Position: Chairperson and Professor
Fields: Cultural, Political, Environmental
Region: North America
Office: 352 Old Horticulture
Office Hours: Email to schedule
Email: stamm@msu.edu
Phone: (517) 884-4966
Social: @michaelstamm@mastodon.world
I am a political and cultural historian specializing in media and journalism history. My explorations of these subjects have resulted in publications on such topics as the political economy of news, the materiality of media, the relationship between sound and print, grassroots media reform campaigns, the intellectual history of communication theory, and religious broadcasting. My first book, Sound Business: Newspapers, Radio, and the Politics of New Media (University of Pennsylvania Press, 2011, paperback 2016), traced how American newspapers have responded to competition from “new media,” which in the few decades after 1920 meant radio broadcasting.
In recent years, my work has become more international in scope and is increasingly incorporating insights from environmental history. I have recently published work comparing the development of news broadcasting in Britain and the United States, tracing global newsprint flows during the Cold War, and exploring innovations in book printing in the digital age. My latest book, Dead Tree Media: Manufacturing the Newspaper in Twentieth-Century North America (Johns Hopkins University Press, 2018), is a history of the rise and fall of both the mass circulation printed newspaper and the particular kind of corporation in the newspaper business that shaped many aspects of the cultural, political, and even physical landscape of North America. It is a history of the printed newspaper tracing its production from the forest to the reader. Popular assessments of printed newspapers have become so grim that some have taken to calling them “dead tree media” as a way of invoking the idea of the medium’s demise. Dead Tree Media explores the literal truth hidden in this dismissive expression: printed newspapers really are material goods made from trees. And, in the twentieth century, the overwhelming majority of the trees cut down in the service of printing newspapers in the United States were in Canada. Dead Tree Media is an international history of the commodity chains connecting these Canadian trees and US readers. In 2019, the book received Canadian Business History Association’s Best Book Prize, and it was an honorable mention for the Book of the Year Award from the American Journalism Historians Association.

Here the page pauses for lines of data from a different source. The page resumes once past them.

use std::sync::Arc;

use atari_st_keyboard::KeyStateTable;
use embedded_hal::delay::DelayNs;
use embedded_hal::digital::InputPin;
use hid_input::KeyboardPipeline;
use hid_input::bluetooth::{AllowList, BluetoothStack, IkbdBluetooth};
use ikbd_core::{Clock, SettingsStore};

use super::{Interval, Link, LoopControl, ModeLoop, halt_on};
use crate::board::{Board, KeyboardSource};
use crate::config::IkbdConfig;
use crate::peripherals::Peripherals;

/// Mouse quadrature updates while Bluetooth drives the pointer.
pub const BT_MOUSE_UPDATE_INTERVAL_US: u64 = 1_000;

/// Bluetooth keyboards, mice and gamepads drive the emulated IKBD.
/// Gamepads always land on joystick port 1.
pub struct BluetoothLoop<B, C: Clock, D, P, S> {
    link: Link<B, C, D>,
    platform: IkbdBluetooth<Peripherals<C, P>>,
    stack: S,
    mouse_timer: Interval,
}

impl<B, C, D, P, S> BluetoothLoop<B, C, D, P, S>
where
    B: Board,
    C: Clock + Clone,
    D: DelayNs,
    P: InputPin,
    S: BluetoothStack,
{
    pub fn new(
        mut link: Link<B, C, D>,
        mut peripherals: Peripherals<C, P>,
        keys: Arc<KeyStateTable>,
        mut stack: S,
        config: &IkbdConfig,
        settings: &impl SettingsStore,
    ) -> Self {
        log::info!("Entering Bluetooth keyboard mode");

        let mut allow_list = AllowList::new();
        allow_list.load(settings);

        peripherals.joystick.init();
        peripherals.joystick.init_usb(true, 1);
        peripherals.mouse.set_sensitivity(config.mouse_speed);
        log::info!("Mouse speed: {}", peripherals.mouse.sensitivity());

        let keyboard = KeyboardPipeline::new(keys, config.bt_kb_layout);
        let mut platform = IkbdBluetooth::new(allow_list, keyboard, peripherals);

        link.select_source(KeyboardSource::Emulated);
        stack.init(&mut platform);

        let now = link.clock().now_us();
        Self {
            link,
            platform,
            stack,
            mouse_timer: Interval::new(BT_MOUSE_UPDATE_INTERVAL_US, now),
        }
    }

    #[must_use]
    pub fn link(&self) -> &Link<B, C, D> {
        &self.link
    }

    pub fn link_mut(&mut self) -> &mut Link<B, C, D> {
        &mut self.link
    }

    #[must_use]
    pub fn platform(&self) -> &IkbdBluetooth<Peripherals<C, P>> {
        &self.platform
    }

    #[must_use]
    pub fn stack(&self) -> &S {
        &self.stack
    }

    pub fn stack_mut(&mut self) -> &mut S {
        &mut self.stack
    }
}

impl<B, C, D, P, S> ModeLoop for BluetoothLoop<B, C, D, P, S>
where
    B: Board,
    C: Clock + Clone,
    D: DelayNs,
    P: InputPin,
    S: BluetoothStack,
{
    fn poll(&mut self) -> LoopControl {
        halt_on!(self.link.config_requested_at_start());

        let now = self.link.clock().now_us();
        if self.mouse_timer.due(now) {
            self.platform.sink_mut().advance_mouse();
        }

        self.link.handle_rx();
        halt_on!(self.link.handle_reset_sequence());
        halt_on!(self.link.watch_config_line());

        self.stack.poll(&mut self.platform);
        LoopControl::Continue
    }
}

#[cfg(test)]
mod tests {
    use super::*;
    use crate::board::{FloatingPin, VirtualBoard, unconnected_joystick};
    use crate::config::MapSettings;
    use crate::delay::NoDelay;
    use crate::modes::Halt;
    use crate::modes::testing::rig_with_clock;
    use hid_input::bluetooth::{
        AllowSlot, BdAddr, BluetoothPlatform, BtDevice, ControllerData, Gamepad, Keyboard,
        ScanControl, dpad,
    };
    use ikbd_core::ManualClock;
    use peripheral_st_mouse::MouseEmulator;
    use rand::SeedableRng;
    use rand::rngs::SmallRng;

    const GAMEPAD_COD: u32 = 0x0508;
    const KEYBOARD_COD: u32 = 0x0540;

    #[derive(Default)]
    struct Stack {
        scanning: bool,
        polls: u32,
        pending: Vec<(BtDevice, ControllerData)>,
    }

    impl ScanControl for Stack {
        fn start_scanning_and_autoconnect(&mut self) {
            self.scanning = true;
        }
    }

    impl BluetoothStack for Stack {
        fn init(&mut self, platform: &mut dyn BluetoothPlatform) {
            platform.init();
            platform.on_init_complete(self);
        }

        fn poll(&mut self, platform: &mut dyn BluetoothPlatform) {
            self.polls += 1;
            for (device, data) in self.pending.drain(..) {
                platform.on_controller_data(&device, &data);
            }
        }
    }

    fn device(cod: u32) -> BtDevice {
        BtDevice {
            addr: BdAddr([0x60, 0xC5, 0x47, 0x1E, 0x01, 0x02]),
            cod,
            name: "pad".to_string(),
        }
    }

    type Loop = BluetoothLoop<VirtualBoard, ManualClock, NoDelay, FloatingPin, Stack>;

    fn bt_loop(board: VirtualBoard, settings: &MapSettings) -> (Loop, Arc<KeyStateTable>) {
        let keys = Arc::new(KeyStateTable::new());
        let clock = ManualClock::new();
        let mouse = MouseEmulator::new(clock.clone(), &mut SmallRng::seed_from_u64(3));
        let peripherals = Peripherals::new(mouse, unconnected_joystick());
        let state = peripherals.state(Arc::clone(&keys));
        let rig = rig_with_clock(board, state, clock);
        let mode = BluetoothLoop::new(
            rig.link,
            peripherals,
            Arc::clone(&keys),
            Stack::default(),
            &IkbdConfig::default(),
            settings,
        );
        (mode, keys)
    }

    #[test]
    fn init_starts_scanning_with_loaded_allow_list() {
        let settings: MapSettings = [("BT_KEYBOARD", "AA:BB:CC:DD:EE:FF")].into_iter().collect();
        let (mode, _keys) = bt_loop(VirtualBoard::new(), &settings);
        assert!(mode.stack().scanning);
        assert_eq!(mode.link().board().source(), KeyboardSource::Emulated);
        assert_eq!(
            mode.platform().allow_list().get(AllowSlot::Keyboard),
            Some(BdAddr([0xAA, 0xBB, 0xCC, 0xDD, 0xEE, 0xFF]))
        );
        assert_eq!(mode.platform().sink().mouse.sensitivity(), 5);
        assert_eq!(mode.platform().sink().joystick.usb_port(), 1);
    }

    #[test]
    fn gamepad_drives_joystick_port_1() {
        let (mut mode, _keys) = bt_loop(VirtualBoard::new(), &MapSettings::new());
        let pad = Gamepad {
            dpad: dpad::UP,
            ..Gamepad::default()
        };
        mode.stack_mut()
            .pending
            .push((device(GAMEPAD_COD), ControllerData::Gamepad(pad)));
        assert_eq!(mode.poll(), LoopControl::Continue);
        assert_eq!(mode.stack().polls, 1);
        let (_fire, axis) = mode.platform().sink().joystick.get_state();
        assert_ne!(axis & 0xF0, 0);
    }

    #[test]
    fn keyboard_data_reaches_key_table() {
        let (mut mode, keys) = bt_loop(VirtualBoard::new(), &MapSettings::new());
        let mut kb = Keyboard::default();
        kb.pressed_keys[0] = 0x04;
        mode.stack_mut()
            .pending
            .push((device(KEYBOARD_COD), ControllerData::Keyboard(kb)));
        mode.poll();
        assert!(keys.is_down(atari_st_keyboard::scancode::A));
    }

    #[test]
    fn config_at_start_skips_the_stack() {
        let mut board = VirtualBoard::new();
        board.config = true;
        let (mut mode, _keys) = bt_loop(board, &MapSettings::new());
        assert_eq!(mode.poll(), LoopControl::Halt(Halt::Configuration));
        assert_eq!(mode.stack().polls, 0);
    }
}
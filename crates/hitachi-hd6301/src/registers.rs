//! HD6301 CPU registers.

use crate::Ccr;

/// HD6301 register set.
///
/// - A, B: 8-bit accumulators, paired as the 16-bit D (A high)
/// - X: 16-bit index register
/// - SP: 16-bit stack pointer (post-decrement on push)
/// - PC: 16-bit program counter
/// - CCR: condition codes
#[derive(Debug, Clone, Copy, PartialEq, Eq, Default)]
pub struct Registers {
    pub a: u8,
    pub b: u8,
    pub x: u16,
    pub sp: u16,
    pub pc: u16,
    pub ccr: Ccr,
}

impl Registers {
    /// Registers as they come out of reset, before the vector fetch.
    #[must_use]
    pub const fn new() -> Self {
        Self {
            a: 0,
            b: 0,
            x: 0,
            sp: 0,
            pc: 0,
            ccr: Ccr::new(),
        }
    }

    /// The D accumulator (A:B).
    #[must_use]
    pub const fn d(&self) -> u16 {
        u16::from_be_bytes([self.a, self.b])
    }

    pub fn set_d(&mut self, value: u16) {
        let [a, b] = value.to_be_bytes();
        self.a = a;
        self.b = b;
    }
}

#[cfg(test)]
mod tests {
    use super::*;

    #[test]
    fn d_is_a_high_b_low() {
        let mut regs = Registers::new();
        regs.set_d(0x12AB);
        assert_eq!(regs.a, 0x12);
        assert_eq!(regs.b, 0xAB);
        assert_eq!(regs.d(), 0x12AB);
    }
}
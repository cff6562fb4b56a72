//! Host keys to USB HID usages, and the boot reports built from them.

use machine_ikbd::atari_st_keyboard::hid::{self, modifier};
use winit::keyboard::KeyCode;

/// Most keys a boot report carries.
const MAX_KEYS: usize = 6;

/// Usage ID for a physical key. Modifiers are included; see
/// [`modifier_bit`].
#[must_use]
pub fn usage(code: KeyCode) -> Option<u8> {
    let usage = match code {
        KeyCode::KeyA => hid::A,
        KeyCode::KeyB => hid::A + 1,
        KeyCode::KeyC => hid::A + 2,
        KeyCode::KeyD => hid::A + 3,
        KeyCode::KeyE => hid::A + 4,
        KeyCode::KeyF => hid::A + 5,
        KeyCode::KeyG => hid::A + 6,
        KeyCode::KeyH => hid::A + 7,
        KeyCode::KeyI => hid::A + 8,
        KeyCode::KeyJ => hid::A + 9,
        KeyCode::KeyK => hid::A + 10,
        KeyCode::KeyL => hid::A + 11,
        KeyCode::KeyM => hid::A + 12,
        KeyCode::KeyN => hid::A + 13,
        KeyCode::KeyO => hid::A + 14,
        KeyCode::KeyP => hid::A + 15,
        KeyCode::KeyQ => hid::A + 16,
        KeyCode::KeyR => hid::A + 17,
        KeyCode::KeyS => hid::A + 18,
        KeyCode::KeyT => hid::A + 19,
        KeyCode::KeyU => hid::A + 20,
        KeyCode::KeyV => hid::A + 21,
        KeyCode::KeyW => hid::A + 22,
        KeyCode::KeyX => hid::A + 23,
        KeyCode::KeyY => hid::A + 24,
        KeyCode::KeyZ => hid::Z,
        KeyCode::Digit1 => hid::DIGIT_1,
        KeyCode::Digit2 => hid::DIGIT_1 + 1,
        KeyCode::Digit3 => hid::DIGIT_1 + 2,
        KeyCode::Digit4 => hid::DIGIT_1 + 3,
        KeyCode::Digit5 => hid::DIGIT_1 + 4,
        KeyCode::Digit6 => hid::DIGIT_1 + 5,
        KeyCode::Digit7 => hid::DIGIT_1 + 6,
        KeyCode::Digit8 => hid::DIGIT_1 + 7,
        KeyCode::Digit9 => hid::DIGIT_1 + 8,
        KeyCode::Digit0 => hid::DIGIT_0,
        KeyCode::Enter => hid::ENTER,
        KeyCode::Escape => hid::ESCAPE,
        KeyCode::Backspace => hid::BACKSPACE,
        KeyCode::Tab => hid::TAB,
        KeyCode::Space => hid::SPACE,
        KeyCode::Minus => hid::MINUS,
        KeyCode::Equal => hid::EQUAL,
        KeyCode::BracketLeft => hid::BRACKET_LEFT,
        KeyCode::BracketRight => hid::BRACKET_RIGHT,
        KeyCode::Backslash => hid::BACKSLASH,
        KeyCode::Semicolon => hid::SEMICOLON,
        KeyCode::Quote => hid::QUOTE,
        KeyCode::Backquote => hid::GRAVE,
        KeyCode::Comma => hid::COMMA,
        KeyCode::Period => hid::PERIOD,
        KeyCode::Slash => hid::SLASH,
        KeyCode::CapsLock => hid::CAPS_LOCK,
        KeyCode::F1 => hid::F1,
        KeyCode::F2 => hid::F1 + 1,
        KeyCode::F3 => hid::F1 + 2,
        KeyCode::F4 => hid::F1 + 3,
        KeyCode::F5 => hid::F1 + 4,
        KeyCode::F6 => hid::F1 + 5,
        KeyCode::F7 => hid::F1 + 6,
        KeyCode::F8 => hid::F1 + 7,
        KeyCode::F9 => hid::F1 + 8,
        KeyCode::F10 => hid::F1 + 9,
        KeyCode::PrintScreen => hid::PRINT_SCREEN,
        KeyCode::ScrollLock => hid::SCROLL_LOCK,
        KeyCode::Pause => hid::PAUSE,
        KeyCode::Insert => hid::INSERT,
        KeyCode::Home => hid::HOME,
        KeyCode::PageUp => hid::PAGE_UP,
        KeyCode::Delete => hid::DELETE,
        KeyCode::End => hid::END,
        KeyCode::PageDown => hid::PAGE_DOWN,
        KeyCode::ArrowRight => hid::RIGHT,
        KeyCode::ArrowLeft => hid::LEFT,
        KeyCode::ArrowDown => hid::DOWN,
        KeyCode::ArrowUp => hid::UP,
        KeyCode::NumLock => hid::NUM_LOCK,
        KeyCode::NumpadDivide => hid::KP_SLASH,
        KeyCode::NumpadMultiply => hid::KP_STAR,
        KeyCode::NumpadSubtract => hid::KP_MINUS,
        KeyCode::NumpadAdd => hid::KP_PLUS,
        KeyCode::NumpadEnter => hid::KP_ENTER,
        KeyCode::Numpad1 => hid::KP_1,
        KeyCode::Numpad2 => hid::KP_1 + 1,
        KeyCode::Numpad3 => hid::KP_1 + 2,
        KeyCode::Numpad4 => hid::KP_1 + 3,
        KeyCode::Numpad5 => hid::KP_1 + 4,
        KeyCode::Numpad6 => hid::KP_1 + 5,
        KeyCode::Numpad7 => hid::KP_1 + 6,
        KeyCode::Numpad8 => hid::KP_1 + 7,
        KeyCode::Numpad9 => hid::KP_1 + 8,
        KeyCode::Numpad0 => hid::KP_0,
        KeyCode::NumpadDecimal => hid::KP_PERIOD,
        KeyCode::IntlBackslash => hid::NON_US_BACKSLASH,
        KeyCode::ContextMenu => hid::APPLICATION,
        KeyCode::ControlLeft => hid::LEFT_CTRL,
        KeyCode::ShiftLeft => hid::LEFT_SHIFT,
        KeyCode::AltLeft => hid::LEFT_ALT,
        KeyCode::SuperLeft => hid::LEFT_GUI,
        KeyCode::ControlRight => hid::RIGHT_CTRL,
        KeyCode::ShiftRight => hid::RIGHT_SHIFT,
        KeyCode::AltRight => hid::RIGHT_ALT,
        KeyCode::SuperRight => hid::RIGHT_GUI,
        _ => return None,
    };
    Some(usage)
}

/// Modifier byte bit for a modifier usage (0xE0..=0xE7).
#[must_use]
pub fn modifier_bit(usage: u8) -> Option<u8> {
    match usage {
        hid::LEFT_CTRL => Some(modifier::LEFT_CTRL),
        hid::LEFT_SHIFT => Some(modifier::LEFT_SHIFT),
        hid::LEFT_ALT => Some(modifier::LEFT_ALT),
        hid::LEFT_GUI => Some(modifier::LEFT_GUI),
        hid::RIGHT_CTRL => Some(modifier::RIGHT_CTRL),
        hid::RIGHT_SHIFT => Some(modifier::RIGHT_SHIFT),
        hid::RIGHT_ALT => Some(modifier::RIGHT_ALT),
        hid::RIGHT_GUI => Some(modifier::RIGHT_GUI),
        _ => None,
    }
}

/// The host keyboard as a USB boot keyboard.
#[derive(Debug, Default, Clone)]
pub struct BootKeyboard {
    modifiers: u8,
    held: Vec<u8>,
}

impl BootKeyboard {
    #[must_use]
    pub fn new() -> Self {
        Self::default()
    }

    /// Apply a key event. Returns true if the report changed.
    pub fn key(&mut self, usage: u8, pressed: bool) -> bool {
        if let Some(bit) = modifier_bit(usage) {
            let before = self.modifiers;
            if pressed {
                self.modifiers |= bit;
            } else {
                self.modifiers &= !bit;
            }
            return before != self.modifiers;
        }

        let position = self.held.iter().position(|&u| u == usage);
        match (pressed, position) {
            (true, None) => {
                self.held.push(usage);
                true
            }
            (false, Some(index)) => {
                self.held.remove(index);
                true
            }
            _ => false,
        }
    }

    /// `modifiers, reserved, keys[6]`. Only the first six held keys fit.
    #[must_use]
    pub fn report(&self) -> [u8; 8] {
        let mut report = [0u8; 8];
        report[0] = self.modifiers;
        for (slot, &usage) in report[2..].iter_mut().zip(self.held.iter().take(MAX_KEYS)) {
            *slot = usage;
        }
        report
    }

    pub fn release_all(&mut self) {
        self.modifiers = 0;
        self.held.clear();
    }
}

#[cfg(test)]
mod tests {
    use super::*;

    #[test]
    fn letters_and_digits_follow_usage_order() {
        assert_eq!(usage(KeyCode::KeyA), Some(0x04));
        assert_eq!(usage(KeyCode::KeyZ), Some(0x1D));
        assert_eq!(usage(KeyCode::KeyY), Some(0x1C));
        assert_eq!(usage(KeyCode::Digit1), Some(0x1E));
        assert_eq!(usage(KeyCode::Digit9), Some(0x26));
        assert_eq!(usage(KeyCode::Digit0), Some(0x27));
        assert_eq!(usage(KeyCode::F10), Some(0x43));
        assert_eq!(usage(KeyCode::Numpad9), Some(0x61));
    }

    #[test]
    fn unmapped_key() {
        assert_eq!(usage(KeyCode::F12), None);
    }

    #[test]
    fn modifiers_go_to_the_first_byte() {
        let mut kb = BootKeyboard::new();
        assert!(kb.key(hid::LEFT_SHIFT, true));
        assert!(kb.key(hid::A, true));
        assert_eq!(kb.report(), [0x02, 0, 0x04, 0, 0, 0, 0, 0]);
        assert!(!kb.key(hid::LEFT_SHIFT, true));
        assert!(kb.key(hid::LEFT_SHIFT, false));
        assert_eq!(kb.report()[0], 0);
    }

    #[test]
    fn release_keeps_order_of_the_rest() {
        let mut kb = BootKeyboard::new();
        for usage in [0x04, 0x05, 0x06] {
            kb.key(usage, true);
        }
        kb.key(0x05, false);
        assert_eq!(&kb.report()[2..5], &[0x04, 0x06, 0]);
        assert!(!kb.key(0x05, false));
    }

    #[test]
    fn seventh_key_is_held_but_not_reported() {
        let mut kb = BootKeyboard::new();
        for usage in 0x04..0x0B {
            kb.key(usage, true);
        }
        assert_eq!(&kb.report()[2..], &[0x04, 0x05, 0x06, 0x07, 0x08, 0x09]);
        kb.key(0x04, false);
        assert_eq!(kb.report()[7], 0x0A);
        kb.release_all();
        assert_eq!(kb.report(), [0; 8]);
    }
}
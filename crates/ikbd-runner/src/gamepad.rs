//! Host gamepads through gilrs, as Bluetooth gamepads or USB joysticks.

use std::collections::HashMap;

use gilrs::{Axis, Button, EventType, GamepadId, Gilrs};
use machine_ikbd::hid_input::bluetooth::{self, button, dpad, misc_button};

/// Stick deflection that counts as a direction on the USB joystick path.
const AXIS_THRESHOLD: f32 = 0.5;

/// Full-scale stick value on the Bluetooth path.
const BT_AXIS_SCALE: f32 = 511.0;

/// USB joystick report axis value for a deflected direction.
const USB_AXIS_DEFLECTED: i16 = 0x0100;

/// Button bit in byte 0 of the USB joystick report. Bit 0 is ignored by
/// the decoder.
const USB_FIRE: u8 = 0x02;

/// What the runner reads from one host gamepad.
#[derive(Debug, Clone, Copy, Default, PartialEq)]
pub struct PadSnapshot {
    pub dpad: u8,
    pub buttons: u16,
    pub misc_buttons: u8,
    /// Stick axes in -1.0..=1.0, up positive.
    pub left: (f32, f32),
    pub right: (f32, f32),
}

impl PadSnapshot {
    fn read(pad: &gilrs::Gamepad<'_>) -> Self {
        let mut snapshot = Self::default();
        for (host, bit) in [
            (Button::DPadUp, dpad::UP),
            (Button::DPadDown, dpad::DOWN),
            (Button::DPadLeft, dpad::LEFT),
            (Button::DPadRight, dpad::RIGHT),
        ] {
            if pad.is_pressed(host) {
                snapshot.dpad |= bit;
            }
        }
        for (host, bit) in [
            (Button::South, button::A),
            (Button::East, button::B),
            (Button::West, button::X),
            (Button::North, button::Y),
            (Button::LeftTrigger, button::SHOULDER_L),
            (Button::RightTrigger, button::SHOULDER_R),
            (Button::LeftTrigger2, button::TRIGGER_L),
            (Button::RightTrigger2, button::TRIGGER_R),
            (Button::LeftThumb, button::THUMB_L),
            (Button::RightThumb, button::THUMB_R),
        ] {
            if pad.is_pressed(host) {
                snapshot.buttons |= bit;
            }
        }
        for (host, bit) in [
            (Button::Mode, misc_button::SYSTEM),
            (Button::Select, misc_button::SELECT),
            (Button::Start, misc_button::START),
        ] {
            if pad.is_pressed(host) {
                snapshot.misc_buttons |= bit;
            }
        }
        snapshot.left = (pad.value(Axis::LeftStickX), pad.value(Axis::LeftStickY));
        snapshot.right = (pad.value(Axis::RightStickX), pad.value(Axis::RightStickY));
        snapshot
    }

    /// The controller data a Bluetooth stack would deliver. Stick Y runs
    /// down positive there.
    #[must_use]
    pub fn to_bluetooth(&self) -> bluetooth::Gamepad {
        let scale = |v: f32| (v.clamp(-1.0, 1.0) * BT_AXIS_SCALE) as i32;
        bluetooth::Gamepad {
            dpad: self.dpad,
            axis_x: scale(self.left.0),
            axis_y: scale(-self.left.1),
            axis_rx: scale(self.right.0),
            axis_ry: scale(-self.right.1),
            buttons: self.buttons,
            misc_buttons: self.misc_buttons,
            ..bluetooth::Gamepad::default()
        }
    }

    /// A 7-byte USB joystick report: buttons, X low, Y low, X high, Y high,
    /// hat, extra buttons. The decoder reads positive Y as up and positive
    /// X as left.
    #[must_use]
    pub fn to_usb_report(&self) -> [u8; 7] {
        let (sx, sy) = self.left;
        let up = self.dpad & dpad::UP != 0 || sy > AXIS_THRESHOLD;
        let down = self.dpad & dpad::DOWN != 0 || sy < -AXIS_THRESHOLD;
        let left = self.dpad & dpad::LEFT != 0 || sx < -AXIS_THRESHOLD;
        let right = self.dpad & dpad::RIGHT != 0 || sx > AXIS_THRESHOLD;

        let y = direction(up, down);
        let x = direction(left, right);
        let [x_hi, x_lo] = x.to_be_bytes();
        let [y_hi, y_lo] = y.to_be_bytes();
        let fire = if self.buttons != 0 { USB_FIRE } else { 0 };
        [fire, x_lo, y_lo, x_hi, y_hi, 0, 0]
    }
}

fn direction(positive: bool, negative: bool) -> i16 {
    match (positive, negative) {
        (true, false) => USB_AXIS_DEFLECTED,
        (false, true) => -USB_AXIS_DEFLECTED,
        _ => 0,
    }
}

/// Connected host gamepads and their last reported state.
pub struct Gamepads {
    gilrs: Option<Gilrs>,
    last: HashMap<GamepadId, PadSnapshot>,
}

impl Gamepads {
    /// Gamepad support is optional; without it no pads ever appear.
    #[must_use]
    pub fn new() -> Self {
        let gilrs = match Gilrs::new() {
            Ok(gilrs) => {
                for (id, pad) in gilrs.gamepads() {
                    log::info!("Gamepad {id}: {}", pad.name());
                }
                Some(gilrs)
            }
            Err(e) => {
                log::warn!("Gamepad support disabled: {e}");
                None
            }
        };
        Self {
            gilrs,
            last: HashMap::new(),
        }
    }

    /// A stand-in with no gamepad backend.
    #[must_use]
    pub fn disabled() -> Self {
        Self {
            gilrs: None,
            last: HashMap::new(),
        }
    }

    /// Drain pending events. Returns the pads whose state changed.
    pub fn poll(&mut self) -> Vec<(GamepadId, PadSnapshot)> {
        let Some(gilrs) = self.gilrs.as_mut() else {
            return Vec::new();
        };

        let mut touched = Vec::new();
        while let Some(event) = gilrs.next_event() {
            match event.event {
                EventType::Connected => {
                    let pad = gilrs.gamepad(event.id);
                    let name = pad.name();
                    log::info!("Gamepad {} connected: {name}", event.id);
                }
                EventType::Disconnected => {
                    log::info!("Gamepad {} disconnected", event.id);
                    self.last.remove(&event.id);
                    continue;
                }
                _ => {}
            }
            if !touched.contains(&event.id) {
                touched.push(event.id);
            }
        }

        let mut changed = Vec::new();
        for id in touched {
            let Some(pad) = gilrs.connected_gamepad(id) else {
                continue;
            };
            let snapshot = PadSnapshot::read(&pad);
            if self.last.get(&id) != Some(&snapshot) {
                self.last.insert(id, snapshot);
                changed.push((id, snapshot));
            }
        }
        changed
    }
}

impl Default for Gamepads {
    fn default() -> Self {
        Self::new()
    }
}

I teach a variety of graduate and undergraduate courses on nineteenth and twentieth century North America, as well as more specialized courses on media, business, and environmental history. From 2017-2020, I led the MSU History Department’s participation in the American Historical Association’s Career Diversity for Historians initiative. In 2022, I received the History Department’s Richard E. Sullivan Endowed Award for Teaching Excellence.